A distance-relatedness dynamic model for clustering high dimensional data of arbitrary shapes and densities

  • Authors:
  • Noha A. Yousri;Mohamed S. Kamel;Mohamed A. Ismail

  • Affiliations:
  • Computers and System Engineering, University of Alexandria, Egypt and Electrical and Computer Engineering, University of Waterloo, Ontario, Canada;Electrical and Computer Engineering, University of Waterloo, Ontario, Canada;Computers and System Engineering, University of Alexandria, Egypt

  • Venue:
  • Pattern Recognition
  • Year:
  • 2009

Quantified Score

Hi-index 0.01

Visualization

Abstract

It is important to find the natural clusters in high dimensional data where visualization becomes difficult.
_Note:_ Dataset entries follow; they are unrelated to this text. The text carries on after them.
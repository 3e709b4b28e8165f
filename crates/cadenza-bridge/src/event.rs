//! Events emitted by the bridge's reader threads.

/// One event from the external process.
#[derive(Debug, Clone)]
pub enum BridgeEvent {
    /// One complete, well-formed response line.
    Response(serde_json::Value),

    /// A complete line that failed to parse as JSON. Later lines keep
    /// flowing; this is per-line, not terminal.
    ProtocolError { error: String, output: String },

    /// The process exited (crash or normal termination). Terminal for this
    /// process instance; `ensure_started` may respawn. Carries whatever the
    /// process wrote to its error stream. Not emitted on explicit shutdown.
    Exited {
        code: Option<i32>,
        error_output: String,
    },
}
A natural cluster is a cluster of any shape and density, and it should not be restricted to a globular shape as a wide number of algorithms assume, or to a specific user-defined density as some density-based algorithms require. In this work, it is proposed to solve the problem by maximizing the relatedness of distances between patterns in the same cluster. It is then possible to distinguish clusters based on their distance-based densities. A novel dynamic model is proposed based on new distance-relatedness measures and clustering criteria. The proposed algorithm ''Mitosis'' is able to discover clusters of arbitrary shapes and arbitrary densities in high dimensional data. It has a good computational complexity compared to related algorithms. It performs very well on high dimensional data, discovering clusters that cannot be found by known algorithms. It also identifies outliers in the data as a by-product of the cluster formation process. A validity measure that depends on the main clustering criterion is also proposed to tune the algorithm's parameters. The theoretical bases of the algorithm and its steps are presented. Its performance is illustrated by comparing it with related algorithms on several data sets.